Local Authority – All letting properties now fall under various legislation from national governments and local authorities. These include landlord registration, fire safety measures and certificates, tenancy deposit schemes, tax returns, and many more. These all add costs and should be included as part of the financial appraisal of the potential property investment.

Planning permissions – Many letting properties require alteration or upgrade work to help them make the most of their potential. Various factors can impact such works such as the requirements for listed building consent, planning permission, building warrants, and change of use. Due diligence should be undertaken to ensure that any proposed works can become reality after the sale has concluded.

House of Multiple Occupancy (HMO) – special consideration should be given to properties being purchased for HMO use, where the property will be let to three or more unrelated tenants. The regulations are numerous and usually strictly adhered to by Local Authority officers. They typically include minimum room widths, minimum kitchen worktop sizes, window to floor area minimum ratios, electrical and fire safety requirements, and so on. HMOs can offer excellent returns for investors but must be purchased with a sound knowledge of the regulations to avoid buying a property which can’t satisfy the requirements.

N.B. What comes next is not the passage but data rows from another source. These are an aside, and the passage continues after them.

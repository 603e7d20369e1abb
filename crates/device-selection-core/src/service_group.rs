//! # Service Group Modifier
//!
//! A device type may partition its services into named groups. Each group
//! yields a virtual device (and virtual device type) addressed through the
//! id modifier `service_group_selection=KEY`, restricted to that group's
//! services. Virtual devices share owner and permissions with their base.

use crate::idmodifier::{self, ModifierParams};
use crate::{Device, DeviceType, SelectionError};

/// The device type restricted to the services of group `key`.
///
/// Id is suffixed, name gets the group name appended.
/// `None` if the type does not declare `key`.
#[must_use]
pub fn restrict_device_type(device_type: &DeviceType, key: &str) -> Option<DeviceType> {
    let group = device_type.service_group(key)?;
    Some(DeviceType {
        id: idmodifier::with_service_group(&device_type.id, key),
        name: format!("{} {}", device_type.name, group.name),
        device_class_id: device_type.device_class_id.clone(),
        service_groups: vec![group.clone()],
        services: device_type
            .services
            .iter()
            .filter(|s| s.service_group_key == key)
            .cloned()
            .collect(),
    })
}

/// The device as the virtual member of group `key`.
#[must_use]
pub fn restrict_device(device: &Device, device_type: &DeviceType, key: &str) -> Option<Device> {
    let group = device_type.service_group(key)?;
    Some(Device {
        id: idmodifier::with_service_group(&device.id, key),
        local_id: device.local_id.clone(),
        name: format!("{} {}", device.name, group.name),
        device_type_id: idmodifier::with_service_group(&device.device_type_id, key),
        owner_id: device.owner_id.clone(),
    })
}

/// One virtual device type per declared group, in declaration order.
#[must_use]
pub fn virtual_device_types(device_type: &DeviceType) -> Vec<DeviceType> {
    device_type
        .service_groups
        .iter()
        .filter_map(|g| restrict_device_type(device_type, &g.key))
        .collect()
}

/// One virtual device (with its virtual type) per declared group.
#[must_use]
pub fn virtual_devices(device: &Device, device_type: &DeviceType) -> Vec<(Device, DeviceType)> {
    device_type
        .service_groups
        .iter()
        .filter_map(|g| {
            Some((
                restrict_device(device, device_type, &g.key)?,
                restrict_device_type(device_type, &g.key)?,
            ))
        })
        .collect()
}

/// Apply the modifier parameters of a (possibly virtual) device id.
///
/// Without a `service_group_selection` the type is returned unchanged.
/// An unknown group key or an unsupported modifier is a bad request.
pub fn apply_modifier(
    device_type: &DeviceType,
    params: &ModifierParams,
) -> Result<DeviceType, SelectionError> {
    if params.is_empty() {
        return Ok(device_type.clone());
    }
    let Some(key) = idmodifier::service_group_selection(params) else {
        return Err(SelectionError::BadRequest(format!(
            "unsupported id modifier for device type '{}'",
            device_type.id
        )));
    };
    restrict_device_type(device_type, key).ok_or_else(|| {
        SelectionError::BadRequest(format!(
            "device type '{}' has no service group '{}'",
            device_type.id, key
        ))
    })
}

// =============================================================================
// TESTS
// =============================================================================
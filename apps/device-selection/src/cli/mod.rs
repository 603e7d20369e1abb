//! # Device Selection CLI
//!
//! ## Available Commands
//!
//! - `serve` - Start the HTTP server (default)
//! - `check` - Run criteria against a catalog fixtures file
//! - `group-criteria` - Shared criteria of devices in a fixtures file
//! - `config` - Print the effective configuration

mod commands;

use crate::config::{Config, ConfigError};
use clap::{Parser, Subcommand};
use device_selection_core::SelectionError;
use std::path::PathBuf;
use thiserror::Error;

pub use commands::*;

#[derive(Debug, Error)]
pub enum CliError {
    #[error(transparent)]
    Config(#[from] ConfigError),

    #[error(transparent)]
    Server(#[from] crate::api::ServerError),

    #[error("cannot read {path}: {reason}")]
    Input { path: PathBuf, reason: String },

    #[error("invalid JSON: {0}")]
    Json(#[from] serde_json::Error),

    #[error(transparent)]
    Selection(#[from] SelectionError),
}

// =============================================================================
// CLI STRUCTURE
// =============================================================================

/// Device selection service
///
/// Resolves semantic criteria (function, aspect, device class, interaction)
/// to the device services, device groups and imports that satisfy them.
#[derive(Parser, Debug)]
#[command(name = "device-selection")]
#[command(version, about, long_about = None)]
pub struct Cli {
    /// TOML configuration file
    #[arg(short, long, global = true)]
    pub config: Option<PathBuf>,

    /// Only log warnings and errors
    #[arg(short, long, global = true)]
    pub quiet: bool,

    /// Output in JSON format (for programmatic access)
    #[arg(long, global = true)]
    pub json_mode: bool,

    /// Subcommand to execute
    #[command(subcommand)]
    pub command: Option<Commands>,
}

/// Available CLI commands.
#[derive(Subcommand, Debug)]
pub enum Commands {
    /// Start HTTP server
    Serve {
        /// Port to bind to (overrides `api_port`)
        #[arg(short, long)]
        port: Option<u16>,
    },

    /// Select against a catalog fixtures file
    Check {
        /// Catalog snapshot (JSON)
        #[arg(short, long)]
        fixtures: PathBuf,

        /// Criteria as a JSON array
        #[arg(long)]
        criteria: String,

        /// Token to evaluate permissions for
        #[arg(short, long, default_value = "local")]
        token: String,

        /// Also select device groups
        #[arg(long)]
        include_groups: bool,

        /// Also select imports
        #[arg(long)]
        include_imports: bool,

        /// Also select service-group variants of devices
        #[arg(long)]
        include_id_modified: bool,

        /// Return full services instead of skeletons
        #[arg(long)]
        complete_services: bool,
    },

    /// Criteria shared by devices of a fixtures file
    GroupCriteria {
        /// Catalog snapshot (JSON)
        #[arg(short, long)]
        fixtures: PathBuf,

        /// Device ids (comma-separated, id modifiers allowed)
        #[arg(short, long, value_delimiter = ',')]
        devices: Vec<String>,

        /// Token to evaluate permissions for
        #[arg(short, long, default_value = "local")]
        token: String,
    },

    /// Print the effective configuration
    Config,
}

// =============================================================================
// COMMAND EXECUTION
// =============================================================================

/// Execute the CLI with parsed arguments and loaded configuration.
pub async fn execute(cli: Cli, config: Config) -> Result<(), CliError> {
    let json_mode = cli.json_mode;

    match cli.command {
        Some(Commands::Serve { port }) => cmd_serve(config, port).await,
        Some(Commands::Check {
            fixtures,
            criteria,
            token,
            include_groups,
            include_imports,
            include_id_modified,
            complete_services,
        }) => {
            let options = device_selection_core::SelectionOptions {
                include_groups,
                include_imports,
                include_id_modified,
                complete_services,
                ..Default::default()
            };
            cmd_check(&config, &fixtures, &criteria, &token, &options, json_mode).await
        }
        Some(Commands::GroupCriteria {
            fixtures,
            devices,
            token,
        }) => cmd_group_criteria(&config, &fixtures, &devices, &token, json_mode).await,
        Some(Commands::Config) => cmd_config(&config),
        None => cmd_serve(config, None).await,
    }
}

Rent levels –Possibly, the most important thing to consider is the rent you will charge. Checking local adverts and involving a reputable local agent should ensure that you market the property well and attract good tenants, which makes the whole investment plan stack up.

So, plan well, check the detail, and remember that the property should work well for you if it is well-presented and sensibly priced. At least that part of the equation hasn’t changed since the 1990s.